Madame la Ministre, Chère Agnès BUZYN,
Madame la Présidente, Chère Marie-Sophie DESSAULE,
Monsieur le Directeur Général, Cher Antoine PERRIN,
Mesdames et Messieurs les professionnels de santé et de l'accompagnement,
Mesdames, Messieurs,


Je suis heureuse d'être présente à vos côtés pour clôturer le 44ème congrès de la FEHAP.

En votre qualité d'établissements et services privés à but non lucratifs, l'accompagnement des personnes en situation de handicap est inscrit dans votre ADN. C'est votre héritage et votre conviction.

Le secteur privé « solidaire », comme vous le nommez, chère Marie-Sophie, n'est pas seulement un acteur majeur de l'accompagnement du handicap ; il en est un moteur et un inspirateur.

Portés par une tradition d'innovation, vos établissements et services ont l'habitude de se porter à l'avant-garde des accompagnements de demain. Profondément ancrés dans la réalité des territoires, vous co-créez les solidarités locales utiles à l'harmonie de notre société.

Votre approche de la place et du rôle des fragilités dans notre société vous a fait choisir d'inscrire ce 44ème congrès sous l'angle de « la personne actrice de son parcours à l'ère du numérique ».

C'est toute l'identité de la mission de la FEHAP qui est contenue dans le choix de ce thème.

Je remercie les organisateurs et tous les participants d'avoir consacré temps et énergie durant ce congrès à oser inventer la société de progrès dont nous avons besoin.


« La personne » : lui donner le pouvoir d'agir, protéger ses choix.

* Aller vers une société du choix

La personne, je le sais, est au cœur de l'attention de vos équipes : la personne avec ses besoins, ses aspirations, ses compétences et ses fragilités.

Accompagner les personnes à être qui elles sont, ce qu'elles peuvent et ce qu'elles veulent, c'est la vocation de vos établissements et services ; c'est la mission finale de notre société.

Pour que l'autodétermination ne soit plus un objet d'innovation mais le parti pris commun de notre société, nous allons devoir ensemble accélérer.
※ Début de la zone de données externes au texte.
//! Wire types of the EDF platform API. Every entity operation answers with `{status, data}`.

use serde::{Deserialize, Serialize};
use serde_json::Value;

/// Status code the platform uses when an addressed entity instance does not exist.
pub const NOT_FOUND_CODE: &str = "ERROR_ENTITY_INSTANCE_NOT_FOUND";
pub const STATUS_SUCCESS: &str = "SUCCESS";

#[derive(Clone, Debug, Default, Deserialize)]
pub struct EnvelopeStatus {
    #[serde(rename = "type", default)]
    pub kind: Option<String>,
    #[serde(default)]
    pub code: Option<String>,
    #[serde(default)]
    pub message: Option<String>,
    #[serde(default)]
    pub params: Option<Value>,
}

impl EnvelopeStatus {
    pub fn is_success(&self) -> bool {
        self.kind.as_deref() == Some(STATUS_SUCCESS)
    }
}

#[derive(Clone, Debug, Deserialize)]
pub struct Envelope {
    #[serde(default)]
    pub status: EnvelopeStatus,
    #[serde(default)]
    pub data: Value,
}

#[derive(Clone, Debug, Serialize)]
#[serde(rename_all = "camelCase")]
pub struct SearchParams {
    pub entity_name: String,
    pub query: String,
    #[serde(skip_serializing_if = "Option::is_none")]
    pub order_by: Option<String>,
    /// Restrict results to instances created by these logins.
    #[serde(skip_serializing_if = "Option::is_none")]
    pub created_by: Option<Vec<String>>,
}

#[derive(Clone, Copy, Debug, Serialize)]
#[serde(rename_all = "camelCase")]
pub struct Paging {
    pub page_number: u64,
    pub page_size: u64,
}

#[derive(Clone, Debug, Serialize)]
#[serde(rename_all = "camelCase")]
pub struct SearchRequest {
    #[serde(skip_serializing_if = "Option::is_none")]
    pub user_login: Option<String>,
    pub search_params: SearchParams,
    pub paging: Paging,
}

impl SearchRequest {
    pub fn new(entity_name: impl Into<String>, query: impl Into<String>) -> Self {
        SearchRequest {
            user_login: None,
            search_params: SearchParams {
                entity_name: entity_name.into(),
                query: query.into(),
                order_by: None,
                created_by: None,
            },
            paging: Paging {
                page_number: 1,
                page_size: 1,
            },
        }
    }

    pub fn page(mut self, page_number: u64, page_size: u64) -> Self {
        self.paging = Paging { page_number, page_size };
        self
    }

    pub fn order_by(mut self, order_by: impl Into<String>) -> Self {
        self.search_params.order_by = Some(order_by.into());
        self
    }

    pub fn created_by(mut self, logins: Option<Vec<String>>) -> Self {
        self.search_params.created_by = logins;
        self
    }

    pub fn user_login(mut self, login: impl Into<String>) -> Self {
        self.user_login = Some(login.into());
        self
    }
}

#[derive(Clone, Debug, Default, Deserialize)]
#[serde(rename_all = "camelCase")]
pub struct PagingInfo {
    #[serde(default)]
    pub total_rows: Option<u64>,
}

/// `data` of a search response.
#[derive(Clone, Debug, Default, Deserialize)]
pub struct SearchPage {
    #[serde(default)]
    pub rows: Vec<Value>,
    #[serde(default)]
    pub paging: PagingInfo,
}

#[derive(Clone, Debug, PartialEq, Eq, Serialize, Deserialize)]
#[serde(rename_all = "camelCase")]
pub struct EntityInstancePk {
    pub entity_name: String,
    pub entity_instance_id: i64,
}

impl EntityInstancePk {
    pub fn new(entity_name: impl Into<String>, entity_instance_id: i64) -> Self {
        EntityInstancePk {
            entity_name: entity_name.into(),
            entity_instance_id,
        }
    }
}

#[derive(Clone, Debug, Serialize)]
pub struct TokenRequest {
    pub client_id: String,
    pub client_secret: String,
    pub grant_type: &'static str,
}

#[derive(Clone, Debug, Serialize, Deserialize)]
pub struct TokenResponse {
    pub token_type: String,
    pub access_token: String,
    /// Remaining token endpoint fields (`refresh_token`, `expires_in`, ...), passed through to the caller.
    #[serde(flatten)]
    pub extra: serde_json::Map<String, Value>,
}

impl TokenResponse {
    /// Value for the `Authorization` header, e.g. `Bearer eyJ...`.
    pub fn bearer(&self) -> String {
        format!("{} {}", self.token_type, self.access_token)
    }
}

/// Rows of a search/read/create/update `data` payload.
pub fn rows(data: &Value) -> &[Value] {
    data.get("rows").and_then(Value::as_array).map(Vec::as_slice).unwrap_or(&[])
}

/// First row of a `data` payload, if any.
pub fn first_row(data: &Value) -> Option<&Value> {
    rows(data).first()
}

/// Quote a value for the platform query language.
pub fn quoted(value: &str) -> String {
    format!("'{}'", value.replace('\'', "''"))
}

/// Entity instance id from a number, a numeric string, a row object, or a JSON-encoded row.
pub fn parse_instance_id(id: &Value) -> Option<i64> {
    match id {
        Value::Number(n) => n.as_i64().or_else(|| n.as_f64().filter(|f| f.fract() == 0.0).map(|f| f as i64)),
        Value::String(s) => {
            let s = s.trim();
            s.parse::<i64>().ok().or_else(|| {
                serde_json::from_str::<Value>(s)
                    .ok()
                    .filter(Value::is_object)
                    .and_then(|v| parse_instance_id(&v))
            })
        }
        Value::Object(_) => id.pointer("/entityInstancePk/entityInstanceId").and_then(parse_instance_id),
        _ => None,
    }
}

/// Id of the instance a row (or a stored link) points to.
pub fn row_id(row: &Value) -> Option<i64> {
    row.pointer("/entityInstancePk/entityInstanceId").and_then(parse_instance_id)
}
Et changer d'échelle.

 Pour cela, il n'existe pas d'alternative ; pour donner aux personnes la permission d'être, il faut leur donner le pouvoir d'agir. Sans démagogie, sans raccourci. Avec le plein courage de marcher à contre-courant de décennies où nous avons tous honnêtement cru bien faire en protégeant les personnes, quitte à choisir pour elles.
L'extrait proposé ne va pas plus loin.